Overall structure of the PorE OmpA_C-like domain in complex with a peptidoglycan fragment. The PorE OmpA_C-like domain is shown as a ribbon diagram with red α-helices and blue β-sheets; the N- and C-termini are labelled. The N-terminal residues corresponding to the end of the His6 tag and the TEV cleavage site encoded in the expression vector are colored in black. The peptidoglycan fragment (L-Ala-γ-D-Glu-meso-DAP-D-Ala) is displayed in yellow stick format; its omit difference electron density map (blue) is contoured at 3σ. The figure was prepared using PyMOL (version 1.20, https://pymol.org).
To note, the structure of the OmpA_C-like domain features a relatively large bulge containing the two small α-helices, α3 and α4, which are not connected by a disulfide bond as it is the case in some other well-known peptidoglycan-associated proteins, for examples, E. coli OmpA36 or Neisseria meningitides RmpM37.
The surface of the OmpA_C-like domain displays a narrow and deep cavity in which extra electron density was readily visible allowing the building of a naturally-occurring fragment of PG containing four residues of the stem peptide, L-Ala-γ-D-Glu-meso-DAP-D-Ala (Fig. 1). This PG fragment interacts strongly with the protein, principally through the DAP residue, as it remained bound after the whole purification and crystallization process. Indeed, the DAP residue is deeply embedded into the cavity; the carboxylate is engaged in a bidentate salt bridge with the guanidinium NH1 and NH2 of Arg591, and forms hydrogen bonds to the main-chain amide protons of Asp542 and Asp576 (Fig. 2). The NBW of DAP is hydrogen bonded to the main-chain amide proton and the OD1 of Asp576, to the main-chain amide proton of Lys 578, and to the OD1 of Asn584. Furthermore, a hydrophobic contacts network further stabilizes the interaction: Phe541 interacts with DAP and L-Ala, Tyr583 interacts with γ-D-Glu and D-Ala, and Ile587 interacts with DAP (Fig. 2).

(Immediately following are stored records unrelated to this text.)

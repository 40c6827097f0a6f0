// Host-side tests for the presentation state machine driven through AppState.

use ar_core::*;
use glam::{Mat4, Vec2, Vec3};

/// Renderer stand-in: every ray hits or none does.
struct FixedTarget(bool);

impl RaycastTarget for FixedTarget {
    fn intersect(&self, _ray: &Ray, _recursive: bool) -> RayHits {
        let mut hits = RayHits::new();
        if self.0 {
            hits.push(RayHit { distance: 1.0 });
        }
        hits
    }
}

const HIT: FixedTarget = FixedTarget(true);
const MISS: FixedTarget = FixedTarget(false);

fn pick(target: &FixedTarget) -> PickContext<'_> {
    PickContext {
        viewport: Viewport {
            left: 0.0,
            top: 0.0,
            width: 640.0,
            height: 480.0,
        },
        camera: CameraPose::new(
            Mat4::from_translation(Vec3::new(0.0, 0.0, 3.0)),
            Mat4::perspective_rh(1.0, 640.0 / 480.0, 0.1, 100.0),
        ),
        target: Some(target),
    }
}

fn ready_app() -> AppState {
    let mut app = AppState::new(&ExperienceConfig::default()).unwrap();
    app.session_started();
    app.model_loaded();
    app
}

fn tap_sequence(app: &mut AppState, target: &FixedTarget) -> Effects {
    let down = PointerSample {
        pointer_id: 1,
        kind: PointerKind::Touch,
        position: Vec2::new(320.0, 240.0),
        timestamp: 0.0,
    };
    app.pointer_down(down);
    let up = PointerSample {
        timestamp: 80.0,
        ..down
    };
    app.pointer_up(up, &pick(target))
}

fn assert_mode_invariants(app: &AppState) {
    if app.tracking() == AnchorTrackingState::NotTracked {
        assert_eq!(app.mode(), PresentationMode::Hidden);
    }
    let panel_visible = app.presentation().panel().map_or(false, |p| p.visible);
    let callout_visible = app
        .presentation()
        .callout()
        .sprite()
        .map_or(false, |s| s.visible);
    assert!(!(panel_visible && callout_visible));
}

#[test]
fn scenario_a_target_found_shows_callout() {
    let mut app = ready_app();
    assert_eq!(app.mode(), PresentationMode::Hidden);
    let effects = app.target_found();
    assert_eq!(app.mode(), PresentationMode::CalloutShown);
    assert_eq!(app.tracking(), AnchorTrackingState::Tracked);
    assert!(effects.contains(&SceneEffect::SetCalloutVisible(true)));
    assert!(app.presentation().callout().is_armed());
}

#[test]
fn scenario_b_tap_on_model_shows_panel_and_hides_callout() {
    let mut app = ready_app();
    app.target_found();
    let effects = tap_sequence(&mut app, &HIT);
    assert_eq!(app.mode(), PresentationMode::PanelShown);
    let panel = *app.presentation().panel().unwrap();
    assert!(panel.visible);
    assert!(matches!(
        effects.first(),
        Some(SceneEffect::BuildPanel { slide: 0, .. })
    ));
    assert!(effects.contains(&SceneEffect::SetControlsVisible(true)));
    assert!(effects.contains(&SceneEffect::SetCalloutVisible(false)));
    assert!(!app.presentation().callout().sprite().unwrap().visible);
    assert_mode_invariants(&app);
}

#[test]
fn scenario_c_close_returns_to_callout() {
    let mut app = ready_app();
    app.target_found();
    tap_sequence(&mut app, &HIT);
    let effects = app.close_panel();
    assert_eq!(app.mode(), PresentationMode::CalloutShown);
    assert_eq!(
        effects.as_slice(),
        &[
            SceneEffect::SetPanelVisible(false),
            SceneEffect::SetControlsVisible(false),
            SceneEffect::SetCalloutVisible(true),
        ]
    );
    assert!(app.presentation().callout().is_armed());
}

#[test]
fn scenario_d_prev_wraps_backwards() {
    let mut app = ready_app();
    app.target_found();
    tap_sequence(&mut app, &HIT);
    let effects = app.prev_slide();
    assert_eq!(app.presentation().slideshow().current_index(), 2);
    assert_eq!(effects.as_slice(), &[SceneEffect::ShowSlide(2)]);
    assert_eq!(app.presentation().panel().unwrap().shown_slide, 2);
}

#[test]
fn scenario_e_target_lost_hides_panel_but_keeps_slide_index() {
    let mut app = ready_app();
    app.target_found();
    tap_sequence(&mut app, &HIT);
    app.next_slide();
    app.target_lost();
    assert_eq!(app.mode(), PresentationMode::Hidden);
    assert_eq!(app.tracking(), AnchorTrackingState::NotTracked);
    assert!(!app.presentation().panel().unwrap().visible);
    assert_eq!(app.presentation().slideshow().current_index(), 1);
    assert_mode_invariants(&app);
}

#[test]
fn scenario_f_missed_tap_changes_nothing() {
    let mut app = ready_app();
    app.target_found();
    let effects = tap_sequence(&mut app, &MISS);
    assert!(effects.is_empty());
    assert_eq!(app.mode(), PresentationMode::CalloutShown);
    assert!(app.presentation().panel().is_none());
}

#[test]
fn missed_tap_does_not_dismiss_open_panel() {
    let mut app = ready_app();
    app.target_found();
    tap_sequence(&mut app, &HIT);
    tap_sequence(&mut app, &MISS);
    assert_eq!(app.mode(), PresentationMode::PanelShown);
}

#[test]
fn panel_is_built_once_and_reshown_with_current_slide() {
    let mut app = ready_app();
    app.target_found();
    tap_sequence(&mut app, &HIT);
    app.next_slide();
    app.close_panel();
    let effects = tap_sequence(&mut app, &HIT);
    assert!(!effects
        .iter()
        .any(|e| matches!(e, SceneEffect::BuildPanel { .. })));
    assert!(effects.contains(&SceneEffect::SetPanelVisible(true)));
    assert!(effects.contains(&SceneEffect::ShowSlide(1)));
    assert_eq!(app.registry().count(DecorationKind::PanelGroup), 1);
}

#[test]
fn tap_needs_tracking_and_a_loaded_model() {
    let mut app = AppState::new(&ExperienceConfig::default()).unwrap();
    app.target_found();
    // model still loading
    assert!(tap_sequence(&mut app, &HIT).is_empty());
    assert_eq!(app.mode(), PresentationMode::CalloutShown);

    app.model_loaded();
    app.target_lost();
    assert!(tap_sequence(&mut app, &HIT).is_empty());
    assert_eq!(app.mode(), PresentationMode::Hidden);
}

#[test]
fn drag_that_ends_on_model_is_not_a_tap() {
    let mut app = ready_app();
    app.target_found();
    let down = PointerSample {
        pointer_id: 3,
        kind: PointerKind::Mouse,
        position: Vec2::new(300.0, 240.0),
        timestamp: 0.0,
    };
    app.pointer_down(down);
    app.pointer_move(PointerSample {
        position: Vec2::new(340.0, 240.0),
        timestamp: 30.0,
        ..down
    });
    let effects = app.pointer_up(
        PointerSample {
            position: Vec2::new(340.0, 240.0),
            timestamp: 60.0,
            ..down
        },
        &pick(&HIT),
    );
    assert!(effects.is_empty());
    assert_eq!(app.mode(), PresentationMode::CalloutShown);
}

#[test]
fn navigation_and_close_are_ignored_without_panel() {
    let mut app = ready_app();
    app.target_found();
    assert!(app.next_slide().is_empty());
    assert!(app.prev_slide().is_empty());
    assert!(app.close_panel().is_empty());
    assert_eq!(app.presentation().slideshow().current_index(), 0);
    assert_eq!(app.mode(), PresentationMode::CalloutShown);
}

#[test]
fn repeated_target_found_keeps_panel_open() {
    let mut app = ready_app();
    app.target_found();
    tap_sequence(&mut app, &HIT);
    app.target_found();
    assert_eq!(app.mode(), PresentationMode::PanelShown);
}

#[test]
fn invariants_hold_across_event_mix() {
    let mut app = ready_app();
    let steps: [fn(&mut AppState); 8] = [
        |a| {
            a.target_found();
        },
        |a| {
            tap_sequence(a, &HIT);
        },
        |a| {
            a.next_slide();
        },
        |a| {
            a.target_lost();
        },
        |a| {
            tap_sequence(a, &HIT);
        },
        |a| {
            a.target_found();
        },
        |a| {
            a.close_panel();
        },
        |a| {
            tap_sequence(a, &MISS);
        },
    ];
    for round in 0..3 {
        for (i, step) in steps.iter().enumerate() {
            if (i + round) % 3 == 0 {
                continue;
            }
            step(&mut app);
            assert_mode_invariants(&app);
        }
    }
}

#[test]
fn failed_panel_build_falls_back_to_callout_and_reports() {
    let mut app = ready_app();
    app.target_found();
    let effects = tap_sequence(&mut app, &HIT);
    let id = effects
        .iter()
        .find_map(|e| match e {
            SceneEffect::BuildPanel { id, .. } => Some(*id),
            _ => None,
        })
        .expect("panel requested");

    let effects = app.panel_build_failed(id, "no 2d context".to_string());
    assert_eq!(app.mode(), PresentationMode::CalloutShown);
    assert!(app.presentation().panel().is_none());
    assert!(!app.presentation().panel_available());
    assert_eq!(app.registry().count(DecorationKind::PanelGroup), 0);
    assert!(effects.contains(&SceneEffect::SetControlsVisible(false)));
    assert!(effects.contains(&SceneEffect::SetCalloutVisible(true)));
    assert!(app.banners().error);
    assert!(matches!(
        app.failures().last(),
        Some(FailureReport::PanelBuild { .. })
    ));
    assert_mode_invariants(&app);

    // not retried
    assert!(tap_sequence(&mut app, &HIT).is_empty());
    assert_eq!(app.mode(), PresentationMode::CalloutShown);
}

Stereo view of the interactions network between the PorE OmpA_C-like domain (white) and the peptidoglycan fragment (yellow). PorE and peptidoglycan residues are labelled in black and white, respectively. Hydrogen bonds are displayed as black dotted lines. Nitrogen and oxygen atoms are displayed in blue and red, respectively. The orientation is the same as in Fig. 1. The figure was prepared using PyMOL (version 1.20, https://pymol.org).
Sequence alignment of the PorE OmpA_C-like domain with other representative OmpA family proteins. Secondary structure elements and numeration from the OmpA_C-like domain of PorE structure are displayed above the alignment. Strictly conserved residues are in red blocks; the three residues of the PorE OmpA_C-like domain whose side chains are involved in hydrogen bonds with the peptidoglycan fragment are indicated by an asterisk. 4G4V: peptidoglycan-associated lipoprotein (PAL) from Acinetobacter baumannii; 3TD5, OmpA family protein from Acinetobacter baumannii; 3WPW, flagellar stator coupled protein PomB from Vibrio alginolyticus. Amino acid sequences were aligned using T-Coffee (version 11.00.d625267, http://www.tcoffee.org)50, and the figure was prepared using ESPript (version 3.0, http://espript.ibcp.fr/)51.
The three residues whose side chains are involved in hydrogen bonds with PG (Asp576, Asn584 and Arg591) are conserved among OmpA family proteins, such as the OmpA and Pal proteins from Acinetobacter baumannii, and the PompB protein from Vibrio alginolyticus (Fig. 4). At the structural level, the residues superimpose and the interaction network is identical, although the structure of PompB contains no ligand in the pocket (Fig. 5).
Superimposition of the PorE OmpA_C-like domain structure with other representative OmpA family proteins (same as in Fig. 3). Structures of the proteins are displayed as a ribbon diagram with worm format; the peptidoglycan (PG) fragments as well as the three conserved residues whose side chain is involved in hydrogen bonds with the PG fragment are displayed in stick format, with nitrogen and oxygen atoms displayed in blue and red, respectively. The protein chains and their bound PG fragments are respectively shown in white and grey (PorE OmpA_C-like domain), yellow and orange (A. baumannii PAL, 4G4V), and blue and cyan (A. baumannii OmpA, 3TD5). V. alginolyticus PomB (3WPW), that contains no PG fragment, is shown in magenta. For clarity purpose, only the PorE OmpA_C-like domain residues are labelled, and the orientation is rotated 90° from Figs. 1 and 2 along the vertical axis. The figure was prepared using PyMOL (version 1.20, https://pymol.org).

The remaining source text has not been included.